NEITHER THE SECURITIES AND EXCHANGE COMMISSION NOR ANY STATE SECURITIES COMMISSION HAS APPROVED OR DISAPPROVED OF THIS TRANSACTION, PASSED UPON THE MERITS OR FAIRNESS OF THIS TRANSACTION, OR PASSED UPON THE ADEQUACY OR ACCURACY OF THE DISCLOSURE IN THIS SCHEDULE 13E-3. ANY REPRESENTATION TO THE CONTRARY IS A CRIMINAL OFFENSE.



TABLE OF CONTENTS

Item 1. SUMMARY TERM SHEET  
Item 2. SUBJECT COMPANY INFORMATION  
Item 3. IDENTITY AND BACKGROUND OF FILING PERSON  
Item 4. TERMS OF THE TRANSACTION  
Item 5. PAST CONTACTS, TRANSACTIONS, NEGOTIATIONS AND AGREEMENTS  
Item 6. PURPOSES OF THE TRANSACTION AND PLANS OR PROPOSALS  
Item 7. PURPOSES, ALTERNATIVES, REASONS AND EFFECTS  
Item 8. FAIRNESS OF THE TRANSACTION  
Item 9. REPORTS, OPINIONS, APPRAISALS AND NEGOTIATIONS
Item 10. SOURCE AND AMOUNTS OF FUNDS OR OTHER CONSIDERATION  
Item 11. INTEREST IN SECURITIES OF THE SUBJECT COMPANY  
Item 12. THE SOLICITATION OR RECOMMENDATION  
Item 13. FINANCIAL STATEMENTS  
Item 14. PERSONS/ASSETS RETAINED, EMPLOYED, COMPENSATED OR USED  
Item 15. ADDITIONAL INFORMATION  
Item 16. EXHIBITS

 

EX-99.C.1

EX-99.C.2

EX-99.C.3

EX-99.C.4

EX-99.C.5

EX-99.C.6

EX-99.C.7

EX-99.C.8

EX-99.C.9

EX-99.C.10

EX-99.C.12

 



INTRODUCTION

This Amendment No. 1 to Schedule 13E-3 Transaction Statement on Schedule 13E-3 amends and supplements the Transaction Statement on Schedule 13E-3, together with the exhibits hereto (as so amended and supplemented, the “Schedule 13E-3” or the “Transaction Statement”) filed on February 5, 2014 by (1) American Financial Group, Inc., an Ohio corporation (“AFG”), and (2) Great American Insurance Company, an Ohio corporation and a direct wholly-owned subsidiary of AFG (“Purchaser”) (collectively, the “Filing Persons”). This Transaction Statement relates to the tender offer by Purchaser to purchase all the outstanding shares of common stock, par value $0.01 per share (the “Shares”), of National Interstate Corporation, an Ohio corporation (“National Interstate”), other than Shares owned by Purchaser, at a purchase price of $30.00 per Share, net to the seller in cash, without interest and less any applicable withholding of taxes, upon the terms and subject to the conditions set forth in the Offer to Purchase, dated February 5, 2014 (as amended and supplemented by the Amended and Restated Offer to Purchase, dated February 21, 2014, and as may be amended or supplemented from time to time, the “Offer to Purchase”), and the related Amended and Restated Letter of Transmittal (as may be amended or supplemented from time to time, the “Letter of Transmittal”) (which, as amended or supplemented from time to time, together constitute the “Offer”).
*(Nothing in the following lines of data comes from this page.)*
mod config;
mod error;
mod events;
mod identity;
mod orchestrator;

pub use config::OrchestratorConfig;
pub use error::OrchestratorError;
pub use events::OrchestratorEvent;
pub use identity::{IdentityStore, OnionIdentity};
pub use orchestrator::TorOrchestrator;
/// Pure line-by-line response parsing, kept free of any I/O so the
/// correlation rules in the component spec can be unit tested without a
/// socket.
#[derive(Debug, Default)]
pub struct ResponseAccumulator {
    current_service_id: Option<String>,
    current_private_key: Option<String>,
    block_had_private_key: bool,
}

#[derive(Debug, PartialEq, Eq)]
pub enum LineEvent {
    /// Mid-block data line consumed, or a blank/unrecognized line ignored.
    Continue,
    /// Terminal `250 OK`. `service_id` is `Some` only if the block carried
    /// a `ServiceID=` line; a bare `250 OK` is just an ack.
    TerminalOk {
        service_id: Option<String>,
        private_key: Option<String>,
        had_private_key: bool,
    },
    /// A `4xx`/`5xx` status line.
    ErrorLine(String),
}

impl ResponseAccumulator {
    pub fn process_line(&mut self, raw: &str) -> LineEvent {
        let line = raw.trim_end_matches(['\r', '\n']).trim();
        if line.is_empty() {
            return LineEvent::Continue;
        }

        if let Some(id) = line.strip_prefix("250-ServiceID=") {
            self.current_service_id = Some(format!("{id}.onion"));
            self.block_had_private_key = false;
            return LineEvent::Continue;
        }
        if let Some(key) = line.strip_prefix("250-PrivateKey=") {
            self.current_private_key = Some(key.to_string());
            self.block_had_private_key = true;
            return LineEvent::Continue;
        }
        if line == "250 OK" {
            let service_id = self.current_service_id.take();
            let private_key = self.current_private_key.take();
            let had_private_key = self.block_had_private_key;
            self.block_had_private_key = false;
            return LineEvent::TerminalOk {
                service_id,
                private_key,
                had_private_key,
            };
        }

        if let Some(code) = line.get(..3) {
            if code.chars().all(|c| c.is_ascii_digit()) {
                let severity = code.as_bytes()[0];
                if severity == b'4' || severity == b'5' {
                    return LineEvent::ErrorLine(line.to_string());
                }
            }
        }
        LineEvent::Continue
    }
}

#[cfg(test)]
mod tests {
    use super::*;

    #[test]
    fn bare_ok_is_an_ack() {
        let mut acc = ResponseAccumulator::default();
        let ev = acc.process_line("250 OK\r\n");
        assert_eq!(
            ev,
            LineEvent::TerminalOk {
                service_id: None,
                private_key: None,
                had_private_key: false,
            }
        );
    }

    #[test]
    fn add_onion_known_key_block_yields_service_id_without_private_key() {
        let mut acc = ResponseAccumulator::default();
        assert_eq!(
            acc.process_line("250-ServiceID=abc123\r\n"),
            LineEvent::Continue
        );
        let ev = acc.process_line("250 OK\r\n");
        assert_eq!(
            ev,
            LineEvent::TerminalOk {
                service_id: Some("abc123.onion".to_string()),
                private_key: None,
                had_private_key: false,
            }
        );
    }

    #[test]
    fn add_onion_new_block_yields_service_id_and_private_key() {
        let mut acc = ResponseAccumulator::default();
        acc.process_line("250-ServiceID=xyz789\r\n");
        acc.process_line("250-PrivateKey=ED25519-V3:deadbeef\r\n");
        let ev = acc.process_line("250 OK\r\n");
        assert_eq!(
            ev,
            LineEvent::TerminalOk {
                service_id: Some("xyz789.onion".to_string()),
                private_key: Some("ED25519-V3:deadbeef".to_string()),
                had_private_key: true,
            }
        );
    }

    #[test]
    fn error_status_lines_are_surfaced() {
        let mut acc = ResponseAccumulator::default();
        let ev = acc.process_line("512 Unrecognized command\r\n");
        assert_eq!(ev, LineEvent::ErrorLine("512 Unrecognized command".to_string()));
    }

    #[test]
    fn state_resets_between_blocks() {
        let mut acc = ResponseAccumulator::default();
        acc.process_line("250-ServiceID=first\r\n");
        acc.process_line("250-PrivateKey=key1\r\n");
        acc.process_line("250 OK\r\n");

        // A subsequent bare ack must not resurrect the previous block.
        let ev = acc.process_line("250 OK\r\n");
        assert_eq!(
            ev,
            LineEvent::TerminalOk {
                service_id: None,
                private_key: None,
                had_private_key: false,
            }
        );
    }
}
Under the rules governing “going private” transactions, AFG, Purchaser, and National Interstate are deemed to be engaged in a “going private” transaction and are therefore required to, among other things, express their reasons for the transactions described in the Offer to Purchase, a copy of which is filed as Exhibit (a)(1)(vii) of the Amendment No. 2 to Schedule TO dated February 21, 2014 and their views as to the fairness of the transactions to National Interstate’s unaffiliated shareholders. The Filing Parties make the statements in this Transaction Statement, solely for the purpose of complying with the requirements of Rule 13e-3 and related rules under the Exchange Act.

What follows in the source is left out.